What are ways to solve the logging haystack problem in larger systems?


I have always thought that the more logging you have the better for debugging/troubleshooting. It just makes it so much easier given you are logging the correct things and not logging noobish things. I have always done this on the smaller scale. How would you do this in larger systems? Would it be worth it, or would it be more beneficial to just log what is needed to identify there is a problem and what the problem is but not very specific details.

Logging haystack problem being, so many log lines/rows that its harder to track the full request or multiple requests. No separation in requests, just line/row after each other.

On the small scale I have done the following successfully and I do like the approach. See below, just a quick high level design... Yes I am a .net developer :).

  • Definitely a custom logger with a global log context.
  • A log file per request with the file name as RequestName_Timestamp_GUID.
  • The folder has an _exceptions file which every request that has an exception has a log line for identification.
  • It has a log roller, and file watcher as well.
  • Any request with an error the log file begins with !~~RequestName_Timestamp_GUID.
  • This makes the error requests easy to find as windows explorer puts these at the top.
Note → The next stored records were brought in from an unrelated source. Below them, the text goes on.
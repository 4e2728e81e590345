//! Properties every rendered statement must satisfy, checked across the
//! three dialects.

mod common;
use common::*;

use jetsql_core::prelude::*;
use jetsql_derive::Table;

#[allow(dead_code)]
#[derive(Debug, Clone, Table)]
pub struct Film {
    #[column(primary_key)]
    pub film_id: i32,
    pub title: String,
    pub length: i32,
    pub rental_rate: f64,
}

#[allow(dead_code)]
#[derive(Debug, Clone, Table)]
pub struct Actor {
    #[column(primary_key)]
    pub actor_id: i32,
    pub film_id: i32,
    pub last_name: String,
}

// ===================================================================
// Parenthesization
// ===================================================================

#[test]
fn test_binary_operators_always_parenthesize() {
    let film = Film::table();
    let stmt = select(&film.film_id).where_clause(
        film.length
            .add(1)
            .mul(2)
            .gt(100)
            .or(film.title.like("A%").and(film.rental_rate.lt(2.5))),
    );
    let (sql, _) = render(&stmt, &PostgresDialect::new());
    assert!(sql.ends_with(
        "WHERE ((((film.length + $1) * $2) > $3) \
         OR ((film.title LIKE $4) AND (film.rental_rate < $5)));"
    ));
}

#[test]
fn test_unary_not_wraps_its_operand() {
    let film = Film::table();
    let stmt = select(&film.film_id).where_clause(film.length.gt(1).not());
    let (sql, _) = render(&stmt, &SqliteDialect::new());
    assert!(sql.ends_with("WHERE (NOT (film.length > ?));"), "{sql}");
}

// ===================================================================
// Placeholders, debug equivalence and idempotence
// ===================================================================

#[test]
fn test_render_contract_for_select() {
    let film = Film::table();
    let actor = Actor::table();
    let stmt = film
        .inner_join(&actor, actor.film_id.eq(&film.film_id))
        .select((&film.title, count(&actor.actor_id).as_("actors")))
        .where_clause(film.length.between(60, 120).and(actor.last_name.not_eq("Doe")))
        .group_by(&film.title)
        .having(count(&actor.actor_id).gt(2))
        .order_by(film.title.asc())
        .limit(10)
        .offset(20);
    assert_render_contract(&stmt);
}

#[test]
fn test_render_contract_for_insert_update_delete() {
    let film = Film::table();
    let insert = film
        .insert(film.mutable_columns())
        .values(("Alien", 117, 2.99))
        .values(("Heat", 170, 3.99));
    assert_render_contract(&insert);

    let update = film
        .update((&film.title, &film.length))
        .set(("Aliens", 137))
        .where_clause(film.film_id.eq(1));
    assert_render_contract(&update);

    let delete = film.delete().where_clause(film.film_id.in_list([1, 2, 3]));
    assert_render_contract(&delete);
}

#[test]
fn test_placeholders_inside_subqueries_keep_counting() {
    let film = Film::table();
    let actor = Actor::table();
    let stmt = select(&film.title)
        .from(&film)
        .where_clause(
            film.film_id
                .in_query(
                    select(&actor.film_id)
                        .from(&actor)
                        .where_clause(actor.last_name.eq("Doe")),
                )
                .and(film.length.gt(90)),
        );
    let (sql, args) = render(&stmt, &PostgresDialect::new());
    assert_eq!(dollar_ordinals(&sql), vec![1, 2]);
    assert_eq!(args, vec![SqlValue::Text("Doe".into()), SqlValue::Int(90)]);
    assert_render_contract(&stmt);
}

// ===================================================================
// Named arguments in raw fragments
// ===================================================================

#[test]
fn test_repeated_raw_argument_binds_each_occurrence() {
    let stmt = raw_statement("SELECT :arg + col + :arg FROM t").arg(":arg", 11);
    for dialect in dialects() {
        let (_, args) = render(&stmt, dialect);
        assert_eq!(args, vec![SqlValue::Int(11), SqlValue::Int(11)]);
    }
    assert_eq!(
        render(&stmt, &MySqlDialect::new()).0,
        "SELECT ? + col + ? FROM t;"
    );
}

// ===================================================================
// Mandatory WHERE
// ===================================================================

#[test]
fn test_delete_without_where_is_rejected() {
    let film = Film::table();
    for dialect in dialects() {
        let err = render_err(&film.delete(), dialect);
        assert_eq!(
            err,
            BuildError::MissingClause {
                statement: "DELETE",
                clause: "WHERE"
            }
        );
    }
}

#[test]
fn test_update_without_where_is_rejected() {
    let film = Film::table();
    let stmt = film.update(&film.title).set(("x",));
    for dialect in dialects() {
        assert_eq!(render_err(&stmt, dialect).kind(), FaultKind::MissingClause);
        assert!(stmt.debug_sql(dialect).is_err());
    }
}

// ===================================================================
// Set operations
// ===================================================================

#[test]
fn test_union_with_limit_wraps_branches() {
    let film = Film::table();
    let actor = Actor::table();
    let stmt = union(
        select(&film.film_id).from(&film),
        select(&actor.film_id).from(&actor),
    )
    .limit(1);
    let (sql, args) = render(&stmt, &PostgresDialect::new());
    assert_eq!(
        sql,
        "(\n    SELECT film.film_id AS \"film.film_id\"\n    FROM film\n)\n\
         UNION\n\
         (\n    SELECT actor.film_id AS \"actor.film_id\"\n    FROM actor\n)\n\
         LIMIT $1;"
    );
    assert_eq!(args, vec![SqlValue::Int(1)]);
}

#[test]
fn test_union_order_by_uses_output_column_names() {
    let film = Film::table();
    let stmt = union_all(
        select(&film.title).from(&film).where_clause(film.length.lt(60)),
        select(&film.title).from(&film).where_clause(film.length.gt(180)),
    )
    .order_by(film.title.asc());
    for dialect in dialects() {
        let (sql, _) = render(&stmt, dialect);
        assert!(sql.ends_with("\nORDER BY \"film.title\" ASC;"), "{sql}");
        assert!(!sql.contains("ORDER BY film.title"), "{sql}");
    }
    assert_render_contract(&stmt);
}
FYI: Not exactly sure the best place for this question.


Solution

  • The challange how to debug large scale system is pretty broad so it's better to break it down to several separated pieces. You

    Collect logs from all the systems

    One of the common way is to use existing systems for centralized log collection and managment. You can use commerical solution like Splunk or open source stack like ELK (Elastic Logstash Kibana). These systems have usually main 3 parts

    1. Log collection - listen to the log outputs and forward them to the centralized location. It can be done in several different ways depending on the needs and used technology.
    2. Centralized storage - Some DBMS system, which allows to store large number of data and index them so they can be searched efficiently
    3. GUI - To allow users to search the DBMS and setup dashboards and alerts

    https://www.elastic.co/what-is/elk-stack

    Track the requests across multiple sysems

    The best approach for most setups is to have generate unique correlationId, which is then carried across all the systems and used as part of the log message.

    https://dzone.com/articles/correlation-id-for-logging-in-microservices

    Logger configuration

    For the debugging the most important is to actually generate the log messages. This topic is fairly complex on it's own. As too much logging make the code not very clear to read, too much logging reduce the performance, incomprehensible log messages makes it hard to understand the problem.